The Cities

Art by Jeff Brown

I haven't been as active as I would like recently, though not for a lack of ideas (I've got them, I swear: there's a medusa who's kept asleep and sedated by the milky venom that drips from the fangs of her serpentine hair and everything!) but rather because I had to have 4 spinal taps and the resulting headache requires me to lay completely flat on my back and has made doing anything very irritating. In any case, I've managed to throw a table together: surprise, it's weird and rather prosaic (I bet you weren't surprised at all, were you, punk) but hopefully you get a kick out of it and take it as a token that I'm still trying to be productive. 

d8 Cities: How Did They Fall?

1
The city fell not once, but a hundred times. Many centuries worth of triumphant architectural innovation crushing the inferior barbarian structures, over, and over, and over. Finally, when the spears and guns of the newest tyrant’s forces were visible over the hills, the people of the city left. Unwilling to be the next in the cycle of subjugation. When the army arrived, the city was abandoned. No masses to rule. The funds to pay the soldiers diminished, and soon, they left too. Today, the valley below the Tyrant’s city is cheerful and prosperous. Good farming folk, fine animals, an abundance of drink. Within the cities walls, the tyrant walks down overgrown thoroughfares. An old man, alone but for the ghosts of the dead kings before him. What a pity, they say. What a pity. And we had such dreams. In the valley the folk say What an ugly ruin and children peer through the cracks in the wall to leave food for the old beggar who lives there.
2
The city didn’t fall, it fractalized. A doppelganger of the King constructed a palace, almost identical to the first, within the city walls. His wife was as fearsome and glorious as the queen, if not more so.  At first, civil war. The soldiers slew men with their nose, their eyes. Mothers mourned their warrior daughters, patriotic and slain, only to meet them, captured as prisoners of war from the opposing side. The war dragged on, life resumed in the thick of it. Gradually, a crisis of loyalty. People forgot which edicts to uphold. Attended the wrong coronations. Not that they could tell the difference. When two more Kings appeared, people wondered and worried, but when the 4 identical Kings became 8, and then 16, everyone gave up and took to ignoring the monarchy (monarchies, now) altogether. Palaces proliferated. Space became limited. Now every other yard is the courtyard of a miniature castle. People swear fealty to one court on Sundays and another Monday through Friday. Nobody can tell the difference.
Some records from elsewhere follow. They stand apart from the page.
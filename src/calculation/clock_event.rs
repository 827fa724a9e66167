//! The scan state machine: card token in, attendance transition out.
//!
//! [`process_scan`] is pure: it inspects the registry, the roster, and the
//! day's existing record, and returns what should happen. The caller owns
//! persistence and must write the returned record before treating the
//! transition as having happened.

use chrono::NaiveDateTime;
use rust_decimal::Decimal;
use uuid::Uuid;

use crate::config::AttendanceSettings;
use crate::models::{AttendanceRecord, AttendanceStatus, CardRecord, Employee};

use super::lateness::{effective_shift_start, is_late};
use super::work_session::close_session;

/// Why a scan produced no attendance transition.
///
/// These are classified outcomes for the operator surface, not errors;
/// `AlreadyComplete` in particular is informational.
#[derive(Debug, Clone, Copy, PartialEq, Eq)]
pub enum ScanRejection {
    /// No card with this uid is registered.
    UnknownCard,
    /// The card exists but has been blocked.
    BlockedCard,
    /// The card's employee reference does not resolve to a roster entry.
    UnmappedCard,
    /// The employee already clocked in and out today.
    AlreadyComplete {
        /// The employee whose day is already complete.
        employee_id: Uuid,
    },
}

impl ScanRejection {
    /// Stable classification code for logs and API payloads.
    pub fn code(self) -> &'static str {
        match self {
            ScanRejection::UnknownCard => "unknown_card",
            ScanRejection::BlockedCard => "blocked_card",
            ScanRejection::UnmappedCard => "unmapped_card",
            ScanRejection::AlreadyComplete { .. } => "already_complete",
        }
    }
}

impl std::fmt::Display for ScanRejection {
    fn fmt(&self, f: &mut std::fmt::Formatter<'_>) -> std::fmt::Result {
        match self {
            ScanRejection::UnknownCard => write!(f, "Unknown card"),
            ScanRejection::BlockedCard => write!(f, "Card is blocked"),
            ScanRejection::UnmappedCard => write!(f, "Card not mapped to any employee"),
            ScanRejection::AlreadyComplete { .. } => {
                write!(f, "Already clocked in and out today")
            }
        }
    }
}

/// The decision produced by [`process_scan`].
#[derive(Debug, Clone, PartialEq)]
pub enum ScanOutcome {
    /// The scan opens the day: persist `record` as the day's attendance.
    ClockIn {
        /// The new or refreshed record, with `in_time` set.
        record: AttendanceRecord,
    },
    /// The scan closes the day: persist `record` over the open one.
    ClockOut {
        /// The completed record with hours and overtime filled in.
        record: AttendanceRecord,
    },
    /// No transition; the reason says why.
    Rejected {
        /// The classified rejection.
        reason: ScanRejection,
    },
}

impl ScanOutcome {
    /// Stable action code for logs and API payloads.
    pub fn action(&self) -> &'static str {
        match self {
            ScanOutcome::ClockIn { .. } => "clock_in",
            ScanOutcome::ClockOut { .. } => "clock_out",
            ScanOutcome::Rejected { .. } => "rejected",
        }
    }
}

/// Interprets one card scan against the current state of the system.
///
/// `card_uid` must already be normalized (trimmed, uppercased) by the caller;
/// `existing` is the employee's record for `now`'s date, if any. At most one
/// record per employee per day is assumed; the caller maintains that by
/// persisting each outcome before processing the next scan.
///
/// The state machine:
/// - no record, or a record with no `in_time` → clock-in (late when `now` is
///   strictly past shift start plus grace);
/// - open record → clock-out with hours, overtime, and final status;
/// - complete record → rejected as already complete.
///
/// # Example
///
/// ```
/// use attend_engine::calculation::{process_scan, ScanOutcome};
/// use attend_engine::config::AttendanceSettings;
/// use attend_engine::models::{AttendanceStatus, CardRecord, Employee, SalaryType};
/// use chrono::NaiveDate;
/// use rust_decimal::Decimal;
/// use uuid::Uuid;
///
/// let employee_id = Uuid::new_v4();
/// let employee = Employee {
///     id: employee_id,
///     emp_code: "EMP001".to_string(),
///     name: "Asha Verma".to_string(),
///     department: String::new(),
///     designation: String::new(),
///     email: String::new(),
///     phone: String::new(),
///     branch_id: None,
///     salary_type: SalaryType::Fixed,
///     monthly_salary: Decimal::new(30000, 0),
///     overtime_rate: Decimal::new(200, 0),
///     weekly_hours: None,
///     shift_start: None,
///     shift_end: None,
///     join_date: None,
///     monthly_leaves: 12,
///     active: true,
/// };
/// let card = CardRecord {
///     id: Uuid::new_v4(),
///     uid: "04A1B2C3".to_string(),
///     employee_id,
///     blocked: false,
///     registered_at: NaiveDate::from_ymd_opt(2026, 1, 1).unwrap().and_hms_opt(8, 0, 0).unwrap(),
/// };
///
/// let now = NaiveDate::from_ymd_opt(2026, 1, 15).unwrap().and_hms_opt(9, 5, 0).unwrap();
/// let outcome = process_scan(
///     "04A1B2C3",
///     now,
///     &[card],
///     &[employee],
///     None,
///     &AttendanceSettings::default(),
/// );
///
/// match outcome {
///     ScanOutcome::ClockIn { record } => {
///         assert_eq!(record.status, AttendanceStatus::Present);
///         assert_eq!(record.in_time, Some(now));
///     }
///     other => panic!("expected clock-in, got {other:?}"),
/// }
/// ```
pub fn process_scan(
    card_uid: &str,
    now: NaiveDateTime,
    cards: &[CardRecord],
    employees: &[Employee],
    existing: Option<&AttendanceRecord>,
    settings: &AttendanceSettings,
) -> ScanOutcome {
    // Step 1: Resolve the card
    let Some(card) = cards.iter().find(|c| c.uid == card_uid) else {
        return ScanOutcome::Rejected {
            reason: ScanRejection::UnknownCard,
        };
    };
    if card.blocked {
        return ScanOutcome::Rejected {
            reason: ScanRejection::BlockedCard,
        };
    }

    // Step 2: Resolve the employee behind the card
    let Some(employee) = employees.iter().find(|e| e.id == card.employee_id) else {
        return ScanOutcome::Rejected {
            reason: ScanRejection::UnmappedCard,
        };
    };

    // Step 3: Advance the day's state machine
    match existing {
        None => ScanOutcome::ClockIn {
            record: clock_in_record(employee, now, None, settings),
        },
        Some(record) => match (record.in_time, record.out_time) {
            (None, _) => ScanOutcome::ClockIn {
                record: clock_in_record(employee, now, Some(record), settings),
            },
            (Some(in_time), None) => {
                let totals = close_session(in_time, now, record.status, settings);
                ScanOutcome::ClockOut {
                    record: AttendanceRecord {
                        out_time: Some(now),
                        status: totals.status,
                        hours_worked: totals.hours_worked,
                        overtime_hours: totals.overtime_hours,
                        ..record.clone()
                    },
                }
            }
            (Some(_), Some(_)) => ScanOutcome::Rejected {
                reason: ScanRejection::AlreadyComplete {
                    employee_id: employee.id,
                },
            },
        },
    }
}

/// Builds the clock-in record, reusing the id and manual flag of a
/// same-day record that had no clock-in yet.
fn clock_in_record(
    employee: &Employee,
    now: NaiveDateTime,
    existing: Option<&AttendanceRecord>,
    settings: &AttendanceSettings,
) -> AttendanceRecord {
    let day = now.date();
    let shift_start = effective_shift_start(employee, settings);
    let late = is_late(now, day, shift_start, settings.grace_period_minutes);

    AttendanceRecord {
        id: existing.map_or_else(Uuid::new_v4, |r| r.id),
        employee_id: employee.id,
        date: day,
        in_time: Some(now),
        out_time: None,
        status: if late {
            AttendanceStatus::Late
        } else {
            AttendanceStatus::Present
        },
        hours_worked: Decimal::ZERO,
        overtime_hours: Decimal::ZERO,
        manual: existing.is_some_and(|r| r.manual),
    }
}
Armies have become so divided a King is lucky to have one man, and a part timer at that.  The city is wealthy: how could it not be, all those fountains and tiny golden minarets. But terribly confused.
3
The city grew with its king, and so fell with its king. At his birth, it was a hamlet, but as he grew the streets stretched out and buildings folded up out of themselves, people walked out of their doors and through other ones as though they’d lived there their entire lives, which perhaps they had. For twenty years, the King and his city enjoyed their prime together, but as his back ached, the streets buckled, as his eyes grew dim the streetlamps sputtered and faded away. When he was bent crooked, it seemed impossible that the towers had ever caught clouds on their peaks. The people began to leave, the houses to sag. When, at last, he died, only one man remained to bury him, and as he placed the final shovelful of soil on the grave, with a groaning shudder, the last plank of the last house in town gave out.
4
The city has not fallen, though none can live there. It stretches, glorious and steel-bright above the wooded hills that surround it, its smallest towers hundreds of feet above the grandest palaces. You can hear it from miles away, a constant roar and grind of machinery and wheels, screeching brakes and honking horns. It was not always this way. When it began, it was a city of stone and clay and wood like all the others. But its people saw more in it, conjured majesty in their minds, gave to it their bodies and souls to make it rise. It took their offerings, and rise it did. Too late did its people realize the extent of their bargain. As the factories increased production, the people of the city grew thinner and weaker, as the walls of houses went from clay to wood to stone to brick to concrete to glass, their minds grew feebler. Now, the city has perfected itself, and its machines carry its skeletal citizens to and from their jobs with all tenderness.
5
The city fell as it spread out from its center, the streets unfurling like black ferns, spreading heavy tendrils across the world, buildings borne along with it, neighborhoods expanding away from themselves in all directions until it was impossible to tell that there had been a city at all. In every town, and sometimes in stranger places, forests and mountains, one can find the city’s houses. The people who dwell within them are gracious. They are glad you have come. They will talk to you of their city. They are patriotic. They are proud to be a part of the largest city in the world, stretching through desert and vale, from the ocean floor to the rainforest.
6
The city is sinking, each year, a floor at a time. The tenants must all move upstairs, the merchants convert their apartments into storefronts and lug their couches up to the second floor. Construction is continual, the buildings never finished, always growing taller to replace their missing height. When the city falls, as it surely will, it will leave only pits where once were homes and halls, extending down to roofs, and eventually, thousands upon thousands of floors, vertical records of the times and who lived in them.
7
The city fell long ago, though you wouldn’t know it. A single creature, alien, but hidden, concealed as mundane things: a chair, a shoe, a door. Waiting for its moment, striking, devouring, breeding. Its kin took the places of the things they ate, whole houses becomes structures of concealed, lurking flesh. Then streets. Finally, they perfected people, able to regurgitate memories well enough to mold their flesh into similar likenesses. Finally there was no one left. No one suspects. Trade carries on. Shipments full of textiles are carried overseas, each fold of cloth a creature, hungry and secret.
8
The Roc took the city, great talons wrenching it from the earth, foundations, sewer system, all tangled and dangling in the air like some wretched jellyfish, scattering tiny lives as the bird flew. Across the plains its wings flooded darkness, until at last, it reached the peak, only a grey stone from the birds great height. Its grip loosened, the city plummeted, splitting itself on the peak, rubble avalanching, stained glass windows bursting across the snow, books spilling down ravines. The bird landed, picked through the wreckage. Found what it was looking for, the tiny, living heart of the city. Saw it throbbing beneath a fallen schoolhouse. Plucked it out with its enormous beak. Swallowed it, slept.